─── Records supplied
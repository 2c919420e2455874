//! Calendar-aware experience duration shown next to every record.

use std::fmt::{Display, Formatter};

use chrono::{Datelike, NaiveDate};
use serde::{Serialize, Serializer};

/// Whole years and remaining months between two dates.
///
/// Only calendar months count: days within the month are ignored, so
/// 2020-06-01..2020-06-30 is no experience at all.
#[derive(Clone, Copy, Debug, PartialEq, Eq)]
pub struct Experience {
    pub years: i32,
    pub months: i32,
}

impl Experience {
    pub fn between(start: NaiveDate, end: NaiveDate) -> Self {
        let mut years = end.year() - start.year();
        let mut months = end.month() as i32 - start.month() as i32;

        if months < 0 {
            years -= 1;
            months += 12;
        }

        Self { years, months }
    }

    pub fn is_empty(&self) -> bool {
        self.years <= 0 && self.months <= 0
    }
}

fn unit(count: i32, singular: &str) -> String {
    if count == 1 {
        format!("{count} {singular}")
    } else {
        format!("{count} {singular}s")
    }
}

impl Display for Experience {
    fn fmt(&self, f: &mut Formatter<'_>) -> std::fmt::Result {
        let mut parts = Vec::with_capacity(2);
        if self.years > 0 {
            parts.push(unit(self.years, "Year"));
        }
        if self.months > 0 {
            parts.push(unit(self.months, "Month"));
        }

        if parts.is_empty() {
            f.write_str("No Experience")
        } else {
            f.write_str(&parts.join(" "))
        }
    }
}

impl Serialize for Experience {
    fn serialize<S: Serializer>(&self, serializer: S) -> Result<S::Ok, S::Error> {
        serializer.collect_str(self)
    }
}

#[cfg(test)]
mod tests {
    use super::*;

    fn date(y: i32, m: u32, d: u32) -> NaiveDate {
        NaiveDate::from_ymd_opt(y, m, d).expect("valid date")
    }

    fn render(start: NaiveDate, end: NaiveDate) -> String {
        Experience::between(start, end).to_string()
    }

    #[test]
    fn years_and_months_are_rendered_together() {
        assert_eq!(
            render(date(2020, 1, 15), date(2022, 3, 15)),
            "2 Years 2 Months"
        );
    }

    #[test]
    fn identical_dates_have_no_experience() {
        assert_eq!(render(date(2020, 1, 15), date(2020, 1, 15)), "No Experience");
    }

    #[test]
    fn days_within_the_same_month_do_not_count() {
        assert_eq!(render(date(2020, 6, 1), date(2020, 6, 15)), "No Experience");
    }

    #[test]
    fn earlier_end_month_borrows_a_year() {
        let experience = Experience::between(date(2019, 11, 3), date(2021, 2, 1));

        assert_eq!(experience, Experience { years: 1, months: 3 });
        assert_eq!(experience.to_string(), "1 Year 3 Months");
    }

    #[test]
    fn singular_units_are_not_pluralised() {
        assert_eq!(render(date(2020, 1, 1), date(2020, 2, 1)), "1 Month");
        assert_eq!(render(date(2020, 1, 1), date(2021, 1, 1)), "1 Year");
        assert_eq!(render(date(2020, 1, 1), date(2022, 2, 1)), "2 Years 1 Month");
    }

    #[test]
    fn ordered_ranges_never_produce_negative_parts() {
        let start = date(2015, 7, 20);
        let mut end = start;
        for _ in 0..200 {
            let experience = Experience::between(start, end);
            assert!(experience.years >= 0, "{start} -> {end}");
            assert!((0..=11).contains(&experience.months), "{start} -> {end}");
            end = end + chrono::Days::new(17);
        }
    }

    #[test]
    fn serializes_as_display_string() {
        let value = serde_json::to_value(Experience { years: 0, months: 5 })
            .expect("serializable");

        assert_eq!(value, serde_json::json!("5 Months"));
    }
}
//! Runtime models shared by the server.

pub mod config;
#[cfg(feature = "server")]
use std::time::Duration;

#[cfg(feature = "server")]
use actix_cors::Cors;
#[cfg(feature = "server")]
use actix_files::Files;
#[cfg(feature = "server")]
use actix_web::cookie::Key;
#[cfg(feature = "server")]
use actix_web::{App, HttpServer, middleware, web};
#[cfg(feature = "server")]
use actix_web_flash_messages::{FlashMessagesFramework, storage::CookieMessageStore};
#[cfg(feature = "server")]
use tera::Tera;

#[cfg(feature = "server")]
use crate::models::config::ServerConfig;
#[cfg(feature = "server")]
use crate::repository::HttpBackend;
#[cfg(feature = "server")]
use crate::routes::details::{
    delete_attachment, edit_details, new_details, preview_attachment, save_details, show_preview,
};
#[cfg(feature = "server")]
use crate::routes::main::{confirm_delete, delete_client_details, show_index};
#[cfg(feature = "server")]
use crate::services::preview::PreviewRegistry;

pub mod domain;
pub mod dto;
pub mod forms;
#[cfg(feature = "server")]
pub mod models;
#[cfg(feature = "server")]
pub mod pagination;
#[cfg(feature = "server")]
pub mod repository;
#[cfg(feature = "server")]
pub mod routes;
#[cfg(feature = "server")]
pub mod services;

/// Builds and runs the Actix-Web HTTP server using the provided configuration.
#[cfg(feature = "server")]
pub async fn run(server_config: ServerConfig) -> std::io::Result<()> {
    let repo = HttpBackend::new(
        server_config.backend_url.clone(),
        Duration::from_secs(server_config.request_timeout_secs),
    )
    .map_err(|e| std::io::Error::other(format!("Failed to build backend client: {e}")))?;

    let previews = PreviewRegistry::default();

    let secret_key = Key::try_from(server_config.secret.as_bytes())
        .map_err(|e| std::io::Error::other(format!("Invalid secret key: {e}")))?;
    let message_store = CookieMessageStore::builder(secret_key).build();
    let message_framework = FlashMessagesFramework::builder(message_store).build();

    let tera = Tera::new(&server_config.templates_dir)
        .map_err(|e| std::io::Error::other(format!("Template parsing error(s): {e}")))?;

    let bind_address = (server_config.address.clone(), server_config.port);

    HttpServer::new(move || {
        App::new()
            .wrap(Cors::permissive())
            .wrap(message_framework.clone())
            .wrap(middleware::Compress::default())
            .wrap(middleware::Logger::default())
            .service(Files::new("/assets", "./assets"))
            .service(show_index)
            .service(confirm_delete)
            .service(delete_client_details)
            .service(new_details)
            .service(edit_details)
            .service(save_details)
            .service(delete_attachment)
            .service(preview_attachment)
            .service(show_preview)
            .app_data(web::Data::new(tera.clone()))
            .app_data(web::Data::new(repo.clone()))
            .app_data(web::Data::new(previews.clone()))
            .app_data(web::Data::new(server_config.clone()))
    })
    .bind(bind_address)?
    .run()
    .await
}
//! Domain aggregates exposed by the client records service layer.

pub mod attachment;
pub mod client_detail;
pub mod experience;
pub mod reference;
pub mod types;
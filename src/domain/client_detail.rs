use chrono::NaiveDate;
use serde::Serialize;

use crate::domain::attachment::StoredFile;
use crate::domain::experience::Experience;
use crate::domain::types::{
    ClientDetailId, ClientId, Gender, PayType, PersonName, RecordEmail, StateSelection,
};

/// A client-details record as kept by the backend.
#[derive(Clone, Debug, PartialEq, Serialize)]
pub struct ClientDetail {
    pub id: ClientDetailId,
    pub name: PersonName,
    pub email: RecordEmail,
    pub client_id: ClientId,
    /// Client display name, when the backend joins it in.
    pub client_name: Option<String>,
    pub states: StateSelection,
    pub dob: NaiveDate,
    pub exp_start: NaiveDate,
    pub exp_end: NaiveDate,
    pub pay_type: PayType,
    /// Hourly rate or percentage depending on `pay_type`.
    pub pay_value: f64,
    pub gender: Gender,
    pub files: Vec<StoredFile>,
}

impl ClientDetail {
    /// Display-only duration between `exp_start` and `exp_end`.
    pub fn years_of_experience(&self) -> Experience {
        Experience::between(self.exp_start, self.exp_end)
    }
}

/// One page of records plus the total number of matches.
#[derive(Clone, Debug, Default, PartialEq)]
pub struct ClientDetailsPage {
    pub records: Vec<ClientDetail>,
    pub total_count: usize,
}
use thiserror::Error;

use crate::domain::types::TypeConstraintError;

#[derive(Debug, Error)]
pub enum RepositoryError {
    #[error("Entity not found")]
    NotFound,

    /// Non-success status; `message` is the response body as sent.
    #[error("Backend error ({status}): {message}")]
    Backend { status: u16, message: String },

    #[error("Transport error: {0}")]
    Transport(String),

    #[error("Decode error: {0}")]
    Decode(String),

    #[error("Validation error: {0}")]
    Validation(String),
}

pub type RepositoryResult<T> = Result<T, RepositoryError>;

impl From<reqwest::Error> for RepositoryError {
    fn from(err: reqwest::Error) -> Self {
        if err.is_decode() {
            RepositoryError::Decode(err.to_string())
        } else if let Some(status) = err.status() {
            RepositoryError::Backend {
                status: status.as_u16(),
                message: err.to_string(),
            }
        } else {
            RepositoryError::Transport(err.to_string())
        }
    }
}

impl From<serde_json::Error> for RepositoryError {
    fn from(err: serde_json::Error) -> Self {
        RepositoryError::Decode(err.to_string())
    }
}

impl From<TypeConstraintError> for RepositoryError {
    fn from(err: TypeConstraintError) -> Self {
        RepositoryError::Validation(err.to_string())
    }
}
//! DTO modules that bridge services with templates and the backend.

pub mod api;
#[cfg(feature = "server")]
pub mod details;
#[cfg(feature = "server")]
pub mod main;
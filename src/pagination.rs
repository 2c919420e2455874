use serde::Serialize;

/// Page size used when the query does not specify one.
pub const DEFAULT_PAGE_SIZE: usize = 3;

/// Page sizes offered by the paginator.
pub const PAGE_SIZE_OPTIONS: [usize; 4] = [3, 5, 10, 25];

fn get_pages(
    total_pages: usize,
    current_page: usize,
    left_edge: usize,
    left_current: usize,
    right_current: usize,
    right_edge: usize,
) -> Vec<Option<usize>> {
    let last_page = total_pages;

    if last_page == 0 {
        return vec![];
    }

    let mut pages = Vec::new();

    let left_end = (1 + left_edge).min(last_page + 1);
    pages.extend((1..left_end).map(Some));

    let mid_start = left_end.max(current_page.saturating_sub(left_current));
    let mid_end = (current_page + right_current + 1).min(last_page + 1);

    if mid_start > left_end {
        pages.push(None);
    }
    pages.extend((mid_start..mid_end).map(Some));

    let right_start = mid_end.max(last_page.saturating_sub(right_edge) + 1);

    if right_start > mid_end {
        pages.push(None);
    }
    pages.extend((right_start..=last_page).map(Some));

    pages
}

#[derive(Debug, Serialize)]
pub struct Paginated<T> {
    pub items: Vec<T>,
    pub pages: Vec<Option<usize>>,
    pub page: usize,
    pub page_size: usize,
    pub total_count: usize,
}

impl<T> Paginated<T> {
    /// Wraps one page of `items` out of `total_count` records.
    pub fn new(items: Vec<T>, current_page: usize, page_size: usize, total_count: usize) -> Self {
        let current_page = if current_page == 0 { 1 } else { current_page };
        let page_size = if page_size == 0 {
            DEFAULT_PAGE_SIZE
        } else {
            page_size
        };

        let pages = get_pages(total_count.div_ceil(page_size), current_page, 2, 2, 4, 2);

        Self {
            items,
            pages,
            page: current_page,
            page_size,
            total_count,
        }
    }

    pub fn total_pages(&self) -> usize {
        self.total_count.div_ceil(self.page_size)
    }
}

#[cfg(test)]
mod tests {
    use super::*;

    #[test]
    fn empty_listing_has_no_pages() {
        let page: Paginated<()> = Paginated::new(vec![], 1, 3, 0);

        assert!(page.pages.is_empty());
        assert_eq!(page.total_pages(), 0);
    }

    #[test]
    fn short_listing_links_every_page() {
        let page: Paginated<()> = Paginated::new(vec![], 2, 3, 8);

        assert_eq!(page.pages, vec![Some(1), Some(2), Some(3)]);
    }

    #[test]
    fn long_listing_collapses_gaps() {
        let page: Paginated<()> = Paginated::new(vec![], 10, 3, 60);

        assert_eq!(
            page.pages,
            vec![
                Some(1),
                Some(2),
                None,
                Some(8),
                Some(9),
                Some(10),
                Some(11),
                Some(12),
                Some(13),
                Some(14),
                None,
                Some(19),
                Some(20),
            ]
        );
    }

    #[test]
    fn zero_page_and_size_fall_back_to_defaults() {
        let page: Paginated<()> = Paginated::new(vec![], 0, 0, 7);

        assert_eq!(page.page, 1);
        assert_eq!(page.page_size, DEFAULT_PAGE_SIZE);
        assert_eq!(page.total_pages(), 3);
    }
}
──────
What to do: Please reproduce, exactly as written, the lines of the records from the first line through the one containing "years -= 1;".

Answer for this exercise:
repository 2c919420e2455874
//! Calendar-aware experience duration shown next to every record.

use std::fmt::{Display, Formatter};

use chrono::{Datelike, NaiveDate};
use serde::{Serialize, Serializer};

/// Whole years and remaining months between two dates.
///
/// Only calendar months count: days within the month are ignored, so
/// 2020-06-01..2020-06-30 is no experience at all.
#[derive(Clone, Copy, Debug, PartialEq, Eq)]
pub struct Experience {
    pub years: i32,
    pub months: i32,
}

impl Experience {
    pub fn between(start: NaiveDate, end: NaiveDate) -> Self {
        let mut years = end.year() - start.year();
        let mut months = end.month() as i32 - start.month() as i32;

        if months < 0 {
            years -= 1;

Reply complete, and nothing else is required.